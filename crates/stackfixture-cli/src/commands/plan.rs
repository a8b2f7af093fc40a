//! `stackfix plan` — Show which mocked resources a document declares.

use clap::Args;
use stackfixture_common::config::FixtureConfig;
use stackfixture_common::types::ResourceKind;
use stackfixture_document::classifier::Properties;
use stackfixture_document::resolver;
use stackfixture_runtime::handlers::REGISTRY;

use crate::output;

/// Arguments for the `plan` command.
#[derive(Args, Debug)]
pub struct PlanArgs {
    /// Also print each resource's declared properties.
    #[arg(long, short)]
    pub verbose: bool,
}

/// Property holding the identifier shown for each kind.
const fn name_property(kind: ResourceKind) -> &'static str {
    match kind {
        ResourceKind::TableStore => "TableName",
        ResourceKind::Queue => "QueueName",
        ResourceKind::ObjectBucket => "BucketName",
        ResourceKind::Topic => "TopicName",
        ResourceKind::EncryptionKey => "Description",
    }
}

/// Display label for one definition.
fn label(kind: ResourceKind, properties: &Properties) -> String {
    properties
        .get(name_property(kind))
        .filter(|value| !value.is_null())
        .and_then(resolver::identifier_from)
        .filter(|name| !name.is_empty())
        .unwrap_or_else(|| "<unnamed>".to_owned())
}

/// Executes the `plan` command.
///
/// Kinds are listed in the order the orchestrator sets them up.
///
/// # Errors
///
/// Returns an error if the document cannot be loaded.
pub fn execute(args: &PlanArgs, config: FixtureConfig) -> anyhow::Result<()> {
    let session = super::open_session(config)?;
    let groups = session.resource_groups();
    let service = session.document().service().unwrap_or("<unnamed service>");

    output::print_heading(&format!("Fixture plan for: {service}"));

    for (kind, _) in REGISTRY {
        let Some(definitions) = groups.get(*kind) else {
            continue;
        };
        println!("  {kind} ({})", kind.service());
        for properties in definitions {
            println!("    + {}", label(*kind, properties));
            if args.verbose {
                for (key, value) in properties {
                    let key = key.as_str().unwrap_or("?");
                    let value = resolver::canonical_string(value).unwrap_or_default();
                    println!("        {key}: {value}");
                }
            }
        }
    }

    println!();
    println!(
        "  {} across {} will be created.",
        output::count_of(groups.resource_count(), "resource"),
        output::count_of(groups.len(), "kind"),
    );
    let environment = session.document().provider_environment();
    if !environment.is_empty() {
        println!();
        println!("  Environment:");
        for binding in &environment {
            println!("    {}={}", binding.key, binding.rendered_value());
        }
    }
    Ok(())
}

::::

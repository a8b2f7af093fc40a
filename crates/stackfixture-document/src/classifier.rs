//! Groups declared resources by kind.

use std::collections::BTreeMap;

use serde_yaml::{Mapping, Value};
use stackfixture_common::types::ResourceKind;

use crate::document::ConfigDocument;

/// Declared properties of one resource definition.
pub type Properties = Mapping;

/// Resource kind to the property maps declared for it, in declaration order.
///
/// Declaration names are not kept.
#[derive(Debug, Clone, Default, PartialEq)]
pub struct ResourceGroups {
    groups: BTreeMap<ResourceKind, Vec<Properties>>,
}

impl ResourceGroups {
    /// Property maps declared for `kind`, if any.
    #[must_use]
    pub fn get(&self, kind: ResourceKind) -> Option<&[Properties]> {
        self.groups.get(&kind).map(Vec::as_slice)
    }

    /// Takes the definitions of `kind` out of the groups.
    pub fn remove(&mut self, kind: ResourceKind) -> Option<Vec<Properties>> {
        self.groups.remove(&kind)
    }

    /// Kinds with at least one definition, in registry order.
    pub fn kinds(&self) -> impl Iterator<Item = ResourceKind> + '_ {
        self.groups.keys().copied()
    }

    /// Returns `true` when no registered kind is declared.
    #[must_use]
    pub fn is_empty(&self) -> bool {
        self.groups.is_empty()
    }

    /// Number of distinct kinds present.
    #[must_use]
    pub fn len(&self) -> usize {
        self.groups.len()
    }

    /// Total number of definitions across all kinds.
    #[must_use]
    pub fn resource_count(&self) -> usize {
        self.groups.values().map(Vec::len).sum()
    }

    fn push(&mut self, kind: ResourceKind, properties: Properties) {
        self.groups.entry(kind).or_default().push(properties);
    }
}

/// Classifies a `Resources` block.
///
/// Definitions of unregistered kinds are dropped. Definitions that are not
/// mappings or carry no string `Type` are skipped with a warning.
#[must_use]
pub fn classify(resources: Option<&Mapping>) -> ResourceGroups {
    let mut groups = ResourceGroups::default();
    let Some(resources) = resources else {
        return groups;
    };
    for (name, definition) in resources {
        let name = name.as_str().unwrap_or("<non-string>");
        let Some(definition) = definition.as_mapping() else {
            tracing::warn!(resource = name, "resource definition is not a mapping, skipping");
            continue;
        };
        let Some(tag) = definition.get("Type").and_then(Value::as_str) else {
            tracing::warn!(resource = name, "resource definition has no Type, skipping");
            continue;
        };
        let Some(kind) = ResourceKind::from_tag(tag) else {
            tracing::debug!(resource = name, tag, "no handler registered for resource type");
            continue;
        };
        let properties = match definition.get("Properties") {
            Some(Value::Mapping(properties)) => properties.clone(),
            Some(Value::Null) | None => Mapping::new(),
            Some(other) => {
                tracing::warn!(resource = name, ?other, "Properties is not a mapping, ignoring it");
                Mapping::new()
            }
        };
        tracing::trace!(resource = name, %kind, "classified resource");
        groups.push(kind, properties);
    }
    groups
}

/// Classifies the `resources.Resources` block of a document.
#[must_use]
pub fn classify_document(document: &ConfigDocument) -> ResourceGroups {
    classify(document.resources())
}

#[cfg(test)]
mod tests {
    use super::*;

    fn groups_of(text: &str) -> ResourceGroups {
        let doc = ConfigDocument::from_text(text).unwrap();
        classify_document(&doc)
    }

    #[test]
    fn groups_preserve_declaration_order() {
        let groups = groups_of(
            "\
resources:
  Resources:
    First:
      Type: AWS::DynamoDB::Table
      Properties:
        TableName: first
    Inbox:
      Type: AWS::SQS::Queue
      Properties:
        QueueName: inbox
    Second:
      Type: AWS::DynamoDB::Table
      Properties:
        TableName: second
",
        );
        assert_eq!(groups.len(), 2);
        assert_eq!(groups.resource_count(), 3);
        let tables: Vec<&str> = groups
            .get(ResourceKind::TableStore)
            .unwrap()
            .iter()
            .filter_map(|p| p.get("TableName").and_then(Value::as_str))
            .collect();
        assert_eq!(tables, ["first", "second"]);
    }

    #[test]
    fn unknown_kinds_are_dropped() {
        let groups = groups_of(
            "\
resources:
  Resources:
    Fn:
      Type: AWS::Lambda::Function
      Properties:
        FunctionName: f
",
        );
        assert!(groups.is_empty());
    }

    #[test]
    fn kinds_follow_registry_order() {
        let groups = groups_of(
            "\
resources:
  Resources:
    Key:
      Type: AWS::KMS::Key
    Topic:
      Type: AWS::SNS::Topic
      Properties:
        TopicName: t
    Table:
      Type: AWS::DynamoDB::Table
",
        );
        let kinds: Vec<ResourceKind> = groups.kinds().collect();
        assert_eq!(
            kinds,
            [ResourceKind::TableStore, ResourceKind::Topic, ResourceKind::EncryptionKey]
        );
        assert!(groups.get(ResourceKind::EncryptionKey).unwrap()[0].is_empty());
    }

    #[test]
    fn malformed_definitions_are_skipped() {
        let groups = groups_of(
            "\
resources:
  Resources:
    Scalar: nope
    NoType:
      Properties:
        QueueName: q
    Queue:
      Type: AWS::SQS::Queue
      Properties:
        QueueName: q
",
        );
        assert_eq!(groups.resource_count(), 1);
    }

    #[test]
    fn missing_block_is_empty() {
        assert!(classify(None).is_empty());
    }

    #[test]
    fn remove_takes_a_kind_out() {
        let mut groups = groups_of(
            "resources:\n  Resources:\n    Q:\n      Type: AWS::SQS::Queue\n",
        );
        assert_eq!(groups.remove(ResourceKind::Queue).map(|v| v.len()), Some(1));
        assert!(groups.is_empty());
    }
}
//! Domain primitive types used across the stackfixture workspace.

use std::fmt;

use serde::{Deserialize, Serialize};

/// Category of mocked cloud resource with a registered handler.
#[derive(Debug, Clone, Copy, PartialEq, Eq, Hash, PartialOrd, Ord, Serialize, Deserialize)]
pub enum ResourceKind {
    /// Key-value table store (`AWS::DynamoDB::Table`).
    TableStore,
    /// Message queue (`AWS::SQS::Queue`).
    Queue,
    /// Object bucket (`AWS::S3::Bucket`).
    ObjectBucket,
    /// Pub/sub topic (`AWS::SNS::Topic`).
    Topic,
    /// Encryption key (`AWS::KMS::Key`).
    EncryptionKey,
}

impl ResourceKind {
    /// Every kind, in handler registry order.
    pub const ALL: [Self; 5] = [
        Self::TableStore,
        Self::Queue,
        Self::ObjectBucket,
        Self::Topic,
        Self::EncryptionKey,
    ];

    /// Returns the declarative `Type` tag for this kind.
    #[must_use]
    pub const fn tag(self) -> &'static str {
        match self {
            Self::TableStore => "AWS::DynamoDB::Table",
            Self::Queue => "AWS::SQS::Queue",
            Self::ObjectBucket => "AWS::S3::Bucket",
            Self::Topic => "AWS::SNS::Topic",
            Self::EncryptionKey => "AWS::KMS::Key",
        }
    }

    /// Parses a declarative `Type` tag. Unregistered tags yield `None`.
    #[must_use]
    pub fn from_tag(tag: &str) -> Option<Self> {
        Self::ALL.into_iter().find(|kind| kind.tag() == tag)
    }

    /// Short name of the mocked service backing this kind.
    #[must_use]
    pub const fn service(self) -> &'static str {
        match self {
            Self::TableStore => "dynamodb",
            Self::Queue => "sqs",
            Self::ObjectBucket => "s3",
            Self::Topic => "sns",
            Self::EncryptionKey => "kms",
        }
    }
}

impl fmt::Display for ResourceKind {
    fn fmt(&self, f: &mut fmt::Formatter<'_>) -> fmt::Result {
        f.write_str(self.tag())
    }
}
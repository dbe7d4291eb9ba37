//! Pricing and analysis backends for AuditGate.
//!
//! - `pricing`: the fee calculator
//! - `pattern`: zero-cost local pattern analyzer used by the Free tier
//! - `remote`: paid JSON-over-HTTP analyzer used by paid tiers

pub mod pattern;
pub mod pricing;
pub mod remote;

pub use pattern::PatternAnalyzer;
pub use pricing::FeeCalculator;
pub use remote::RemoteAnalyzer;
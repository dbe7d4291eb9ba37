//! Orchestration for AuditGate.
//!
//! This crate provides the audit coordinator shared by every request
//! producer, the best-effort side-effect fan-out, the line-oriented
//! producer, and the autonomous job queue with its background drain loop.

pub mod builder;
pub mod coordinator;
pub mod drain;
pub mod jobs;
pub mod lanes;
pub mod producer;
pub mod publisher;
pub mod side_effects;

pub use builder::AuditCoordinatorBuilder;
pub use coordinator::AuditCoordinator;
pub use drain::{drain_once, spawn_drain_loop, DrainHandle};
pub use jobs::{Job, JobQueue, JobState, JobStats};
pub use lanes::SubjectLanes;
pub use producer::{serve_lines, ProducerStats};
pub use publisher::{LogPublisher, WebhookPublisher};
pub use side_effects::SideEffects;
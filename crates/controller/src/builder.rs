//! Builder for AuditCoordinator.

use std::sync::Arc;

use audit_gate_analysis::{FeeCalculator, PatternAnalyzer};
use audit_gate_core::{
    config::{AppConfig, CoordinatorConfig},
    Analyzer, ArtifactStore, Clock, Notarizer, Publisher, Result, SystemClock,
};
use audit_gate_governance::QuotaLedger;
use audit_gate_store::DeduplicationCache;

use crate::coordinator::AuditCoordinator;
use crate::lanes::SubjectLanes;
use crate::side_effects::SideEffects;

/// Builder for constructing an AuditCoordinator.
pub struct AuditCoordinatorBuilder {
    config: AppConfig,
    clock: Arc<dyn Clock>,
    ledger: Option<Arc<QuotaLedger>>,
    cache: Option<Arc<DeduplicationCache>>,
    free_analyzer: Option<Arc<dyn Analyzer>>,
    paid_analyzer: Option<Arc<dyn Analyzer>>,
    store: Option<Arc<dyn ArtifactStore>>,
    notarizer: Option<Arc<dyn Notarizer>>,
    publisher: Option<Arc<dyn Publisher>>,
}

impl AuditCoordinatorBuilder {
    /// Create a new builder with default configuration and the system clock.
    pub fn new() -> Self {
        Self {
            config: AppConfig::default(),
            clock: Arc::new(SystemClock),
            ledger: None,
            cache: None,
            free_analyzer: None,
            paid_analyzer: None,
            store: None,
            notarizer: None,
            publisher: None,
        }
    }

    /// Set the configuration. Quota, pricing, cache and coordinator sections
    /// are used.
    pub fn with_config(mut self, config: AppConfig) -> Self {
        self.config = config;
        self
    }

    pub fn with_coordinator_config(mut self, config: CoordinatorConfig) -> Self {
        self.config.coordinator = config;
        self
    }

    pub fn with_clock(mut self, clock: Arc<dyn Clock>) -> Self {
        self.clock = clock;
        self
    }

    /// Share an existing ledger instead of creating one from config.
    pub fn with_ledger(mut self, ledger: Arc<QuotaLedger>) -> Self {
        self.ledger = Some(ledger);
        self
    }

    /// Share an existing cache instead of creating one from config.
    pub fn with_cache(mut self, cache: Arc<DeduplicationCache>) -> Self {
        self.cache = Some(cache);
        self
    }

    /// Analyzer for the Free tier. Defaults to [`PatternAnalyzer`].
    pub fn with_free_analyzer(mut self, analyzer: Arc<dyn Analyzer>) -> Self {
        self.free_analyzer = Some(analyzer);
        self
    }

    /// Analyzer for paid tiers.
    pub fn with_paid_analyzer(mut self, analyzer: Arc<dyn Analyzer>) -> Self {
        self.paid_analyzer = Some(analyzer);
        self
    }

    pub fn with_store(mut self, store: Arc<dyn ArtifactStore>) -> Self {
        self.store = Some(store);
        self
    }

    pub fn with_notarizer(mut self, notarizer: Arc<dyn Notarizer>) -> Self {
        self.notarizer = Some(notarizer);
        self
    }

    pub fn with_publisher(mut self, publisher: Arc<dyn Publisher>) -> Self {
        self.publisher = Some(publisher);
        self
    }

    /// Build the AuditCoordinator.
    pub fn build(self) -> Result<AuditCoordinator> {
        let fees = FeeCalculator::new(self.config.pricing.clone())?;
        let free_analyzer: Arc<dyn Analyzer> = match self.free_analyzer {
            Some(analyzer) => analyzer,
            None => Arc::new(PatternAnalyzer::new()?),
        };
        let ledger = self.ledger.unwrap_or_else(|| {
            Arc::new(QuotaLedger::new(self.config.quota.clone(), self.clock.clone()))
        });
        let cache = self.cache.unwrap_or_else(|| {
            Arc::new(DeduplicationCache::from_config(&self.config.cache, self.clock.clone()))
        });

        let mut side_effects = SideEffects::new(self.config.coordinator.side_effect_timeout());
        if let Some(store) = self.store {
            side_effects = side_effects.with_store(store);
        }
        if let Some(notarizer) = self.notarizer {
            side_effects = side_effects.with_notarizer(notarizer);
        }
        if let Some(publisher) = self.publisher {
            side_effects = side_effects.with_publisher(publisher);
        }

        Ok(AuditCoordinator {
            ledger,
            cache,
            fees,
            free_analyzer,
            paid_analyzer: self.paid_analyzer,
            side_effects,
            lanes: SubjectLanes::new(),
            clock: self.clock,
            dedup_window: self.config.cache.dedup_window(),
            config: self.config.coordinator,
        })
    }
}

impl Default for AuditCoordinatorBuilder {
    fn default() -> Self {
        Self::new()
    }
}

::::

◆ **Task to carry out**: In the entries above, identify each line that includes the string "FeeCalculator", then copy it.

◆ **Written answer**:
pub use pricing::FeeCalculator;
use audit_gate_analysis::{FeeCalculator, PatternAnalyzer};
        let fees = FeeCalculator::new(self.config.pricing.clone())?;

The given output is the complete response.